House view Q4 2015
It is becoming a habit. 2015 has been another year of modest growth downgrades across the world. The changes to forecasts have not been dramatic, with the IMF (most recently) reducing their forecast for global growth this year to 3.1% (from 3.3%) and to 3.6% next year (from 3.8%). Moreover, the number itself of between 3% and 4% in both years is perfectly satisfactory by historical standards. The issue is rather that financial markets and commentators keep expecting – or at least hoping – that growth will accelerate back towards trend or above, especially in the developed world. And they keep being disappointed. Despite the lowest level of interest rates ever and enormous doses of unconventional monetary policy medicine, the world economy seems reluctant or unable to respond as it used to.

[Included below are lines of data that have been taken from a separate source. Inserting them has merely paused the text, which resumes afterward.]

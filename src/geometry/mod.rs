//! Shape boundary types, anchor catalog, and rotation-aware resolution

pub mod anchors;
pub mod rotation;
pub mod shape;

pub use anchors::{anchor_points, anchor_symbol, AnchorPoint};
pub use rotation::rotate_offset;
pub use shape::{Shape, ShapeSet, Transform, Vec2};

We would argue that the economic patient had been extremely, even critically, ill and that a slow recovery was always on the cards.
The other notable feature of this recovery has been that inflation has remained extremely low – indeed has inched lower still in recent months. The IMF forecasts just 0.3% for 2015 and 1.2% in 2016 in the advanced nations. At the start of the year, these numbers were 1.0% and 1.5% respectively. Although it is almost certain that there is still spare capacity in several countries (and on an overall basis), the major reason that CPI inflation is so close to zero (or below it) is the collapse in oil prices and the related tumbles in food and other commodity prices. If these now stabilise, as seems reasonable, headline rates will rise towards the higher core rates that range between 0.7% and 1.8%. Inflation is undeniably and genuinely low; but a strong case can be made that much is due to recent price level adjustments. We should not be complacent about the deflationary threat, but it does not appear an imminent danger.